Ce personnage se nommait Paulin et les anciens écrivains lui donnent aussi les noms de Ponce et Mérope. Il était originaire de Bordeaux, et comptait parmi ses aïeux, tant du côté paternel que du côté maternel, une longue suite de sénateurs romains. On croit qu'il naquit en 353 et son père, qui remplissait la charge de préfet du prétoire dans les Gaules, lui donna pour précepteur le célèbre Ausone, le même qui fut chargé de l'éducation de l'empereur Gratien. Paulin se montra très-reconnaissant des soins qu'il prit de le former. Il lui prodigue dans ses lettres les noms de père, de maître, de Platon, et il avoue avec reconnaissance qu'il lui doit tout ce qu'il a de bon tant dans les mœurs que dans l'intelligence. Ses talents, ses richesses et ses vertus l'élevèrent aux plus hautes dignités de l'empire. Il fut honoré du consulat, en 378, c'est-à-dire avant Ausone lui-même, et épousa peu de temps après Thérasie, fille illustre d'Espagne, qui lui apporta une grande fortune et d'immenses propriétés. Au milieu des richesses, des honneurs et de la gloire, Paulin reconnut le néant des choses du monde. De concert avec sa femme, ils allèrent chercher une retraite en Espagne, où celle-ci avait des terres, et ils y passèrent environ quatre ans, depuis l'an 390 jusqu'en 394.

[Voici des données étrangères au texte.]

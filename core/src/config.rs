use crate::{
    error::{SimError, SimResult},
    flag::FlagValue,
    policy::{clamp_probability, TargetingRule},
    types::FlagKey,
};
use serde::{Deserialize, Serialize};
use std::time::Duration;

pub const DEFAULT_FLAG_KEY: &str = "show-sponsored-product";
pub const DEFAULT_NUM_RECORDS: u64 = 100;
pub const DEFAULT_CONTROL_PROB: f64 = 0.3;
pub const DEFAULT_TREATMENT_PROB: f64 = 0.35;
pub const DEFAULT_DELAY: Duration = Duration::from_millis(50);
pub const PROGRESS_INTERVAL: u64 = 100;

/// Process-wide run configuration. Built once, never mutated.
#[derive(Debug, Clone, PartialEq, Serialize, Deserialize)]
pub struct SimulationConfig {
    pub flag_key: FlagKey,
    pub num_records: u64,
    pub control_prob: f64,
    pub treatment_prob: f64,
    pub delay: Duration,
    pub tracking_enabled: bool,
    /// Overrides the `flag-{flag_key}-evaluation` metric event name.
    pub metric_name: Option<String>,
    /// Numeric user attribute sent as the metric event's value.
    pub metric_attribute: Option<String>,
    /// Conversion events fired alongside the metric event, without a value.
    pub extra_events: Vec<String>,
    pub targeting: Option<TargetingRule>,
    /// Served by the oracle when its own evaluation fails.
    pub default_value: FlagValue,
    pub progress_interval: u64,
    pub seed: Option<u64>,
}

impl SimulationConfig {
    pub fn new(flag_key: impl Into<FlagKey>) -> Self {
        Self {
            flag_key: flag_key.into(),
            num_records: DEFAULT_NUM_RECORDS,
            control_prob: DEFAULT_CONTROL_PROB,
            treatment_prob: DEFAULT_TREATMENT_PROB,
            delay: DEFAULT_DELAY,
            tracking_enabled: true,
            metric_name: None,
            metric_attribute: None,
            extra_events: Vec::new(),
            targeting: None,
            default_value: FlagValue::Bool(false),
            progress_interval: PROGRESS_INTERVAL,
            seed: None,
        }
    }

    /// Config with no delay for use in tests.
    pub fn default_test() -> Self {
        Self {
            delay: Duration::ZERO,
            seed: Some(42),
            ..Self::new(DEFAULT_FLAG_KEY)
        }
    }

    pub fn with_probabilities(mut self, control: f64, treatment: f64) -> Self {
        self.control_prob = clamp_probability(control);
        self.treatment_prob = clamp_probability(treatment);
        self
    }

    pub fn with_targeting(mut self, rule: Option<TargetingRule>) -> Self {
        self.targeting = rule;
        self
    }

    /// Name of the primary tracking event.
    pub fn metric_event_name(&self) -> String {
        self.metric_name
            .clone()
            .filter(|n| !n.trim().is_empty())
            .unwrap_or_else(|| format!("flag-{}-evaluation", self.flag_key))
    }

    /// Reject non-finite probabilities, then clamp the rest into [0, 1].
    pub fn validated(mut self) -> SimResult<Self> {
        for (name, value) in [
            ("control_prob", self.control_prob),
            ("treatment_prob", self.treatment_prob),
        ] {
            if !value.is_finite() {
                return Err(SimError::InvalidProbability { name, value });
            }
        }
        if self.flag_key.trim().is_empty() {
            return Err(anyhow::anyhow!("flag key must not be empty").into());
        }
        self.control_prob = clamp_probability(self.control_prob);
        self.treatment_prob = clamp_probability(self.treatment_prob);
        if self.progress_interval == 0 {
            self.progress_interval = PROGRESS_INTERVAL;
        }
        Ok(self)
    }
}

#[cfg(test)]
mod tests {
    use super::*;

    #[test]
    fn default_metric_name_embeds_flag_key() {
        let cfg = SimulationConfig::new("new-checkout");
        assert_eq!(cfg.metric_event_name(), "flag-new-checkout-evaluation");

        let cfg = SimulationConfig {
            metric_name: Some("purchase".into()),
            ..cfg
        };
        assert_eq!(cfg.metric_event_name(), "purchase");
    }

    #[test]
    fn validated_clamps_probabilities() {
        let cfg = SimulationConfig {
            control_prob: -1.0,
            treatment_prob: 3.0,
            ..SimulationConfig::default_test()
        }
        .validated()
        .unwrap();
        assert_eq!(cfg.control_prob, 0.0);
        assert_eq!(cfg.treatment_prob, 1.0);
    }

    #[test]
    fn validated_rejects_nan() {
        let cfg = SimulationConfig {
            control_prob: f64::NAN,
            ..SimulationConfig::default_test()
        };
        assert!(matches!(
            cfg.validated(),
            Err(SimError::InvalidProbability { name: "control_prob", .. })
        ));
    }
}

Quelques années auparavant, c'est-à-dire vers l'an 380, Paulin avait reçu le baptême des mains de saint Delphin, évêque de Bordeaux, ce qui lui fait dire, dans une de ses le:tres, « que ce saint évêque avait rempli à son égard les fonctions de pêcheur et d'apôtre, puisqu'il lui avait jeté la ligne pour

le tirer des eaux amères et profondes du siècle et le faire mourir à la nature pour laquelle il avait vécu jusqu'alors, afin qu'il pût ressusciter à la grâce du Seigneur, pour laquelle il était mort. » Pendant son séjour en Espagne, il eut un fils qui ne vécut que huit jours. Il le fit enterrer à Alcala, près du tombeau des jeunes martyrs saint Juste et saint Pasteur, pour lesquels cette ville avait une vénération particulière. Il appelle cet enfant une postérité sainte, sans doute parce qu'il était mort aussitôt après son baptême.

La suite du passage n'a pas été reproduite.